Conduct self-assessments/benchmarking. In order to get where you want to go, it is essential to know where you are starting from. You can use checklists for nearly every aspect of safety to measure the strengths and weaknesses of the safety culture. You will find several within this guide.

Identify risks. Church Mutual offers resources to help congregations in Recognizing liability risks (PDF) as well as Self Inspection Safety Checklists (PDF). Then, look at all the possible risks in those areas, asking yourself: “What's the worst thing that could happen?” In the children's area, you might ask if a non-custodial parent could kidnap a child or if the nursery could catch fire. Assess the probability of each risk and what you can do to reduce or eliminate it.

Decide which area to focus on first. Trying to address every aspect of congregational safety and preparedness at once could be overwhelming and discouraging. With the goal of making our congregations a safer place, GuideOne Insurance suggests using the EFFECT framework to determine risk areas:

  • Emergency preparedness

  • Facility safety

  • Financial safeguards

  • Employee and volunteer safety

  • Children and youth safety

  • Transportation safeguards

To make it more manageable, break the process of developing safety policies into several “bite-size” steps.

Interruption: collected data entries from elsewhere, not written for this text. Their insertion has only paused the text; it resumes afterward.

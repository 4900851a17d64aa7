//! Error types for the head motion engine.

use thiserror::Error;

/// Main error type for the library
#[derive(Error, Debug)]
pub enum Error {
    /// File I/O operation failed
    #[error("IO error: {0}")]
    Io(#[from] std::io::Error),

    /// Invalid input parameters provided
    #[error("Invalid input: {0}")]
    InvalidInput(String),

    /// Configuration value rejected at load time
    #[error("Configuration error: {0}")]
    ConfigError(String),

    /// Generic I/O error with description
    #[error("I/O error: {0}")]
    IoError(String),

    /// The engine is already owned by another host
    #[error("Engine already in use")]
    EngineBusy,

    /// An event sink failed to deliver an event
    #[error("Listener error: {0}")]
    ListenerError(String),

    /// Recorded motion trace could not be read or parsed
    #[error("Trace error: {0}")]
    TraceError(String),
}

/// Convenience type alias for Results with our Error type
pub type Result<T> = std::result::Result<T, Error>;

First, focus on the areas most central to your congregation and its ministry. For some congregations this might mean starting with children and youth safety, for others it might be facility safety. Once you have implemented policies and procedures in one area, it is often easier to build on that success and create policies in other areas as well.

Provide initial training for leadership and staff and key lay leaders. By training these people, you have a core group to draw on as resources. Training also gets key personnel on board with needed safety changes.